> **YOUR INSTRUCTIONS**: Your answer must be a single number: the count of lines in the entries below that hold "salt".
::: PROVIDED ENTRIES
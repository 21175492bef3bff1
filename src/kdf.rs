//! PBKDF2 key derivation

use pbkdf2::pbkdf2_hmac;
use sha1::Sha1;
use sha2::{Sha224, Sha256, Sha384, Sha512};
use zeroize::Zeroizing;

use crate::digest::Digest;
use crate::error::{HashError, Result};

/// Derive `length` bytes from `password` and `salt` with PBKDF2.
///
/// The digest name is resolved here, so an unrecognized name fails with
/// [`HashError::UnsupportedDigest`] before any work is done. Derivation is
/// CPU-bound and runs on the blocking pool; the caller's task stays free
/// while awaiting. Identical inputs always produce identical output bytes.
pub async fn derive(
    password: String,
    salt: String,
    iterations: u32,
    length: usize,
    digest: &str,
) -> Result<Zeroizing<Vec<u8>>> {
    let digest: Digest = digest.parse()?;
    tokio::task::spawn_blocking(move || {
        let mut key = Zeroizing::new(vec![0u8; length]);
        match digest {
            Digest::Sha1 => {
                pbkdf2_hmac::<Sha1>(password.as_bytes(), salt.as_bytes(), iterations, &mut key);
            }
            Digest::Sha224 => {
                pbkdf2_hmac::<Sha224>(password.as_bytes(), salt.as_bytes(), iterations, &mut key);
            }
            Digest::Sha256 => {
                pbkdf2_hmac::<Sha256>(password.as_bytes(), salt.as_bytes(), iterations, &mut key);
            }
            Digest::Sha384 => {
                pbkdf2_hmac::<Sha384>(password.as_bytes(), salt.as_bytes(), iterations, &mut key);
            }
            Digest::Sha512 => {
                pbkdf2_hmac::<Sha512>(password.as_bytes(), salt.as_bytes(), iterations, &mut key);
            }
        }
        key
    })
    .await
    .map_err(|e| HashError::internal(format!("derivation task dropped: {e}")))
}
::::::
> **EXERCISE RESULT**: 7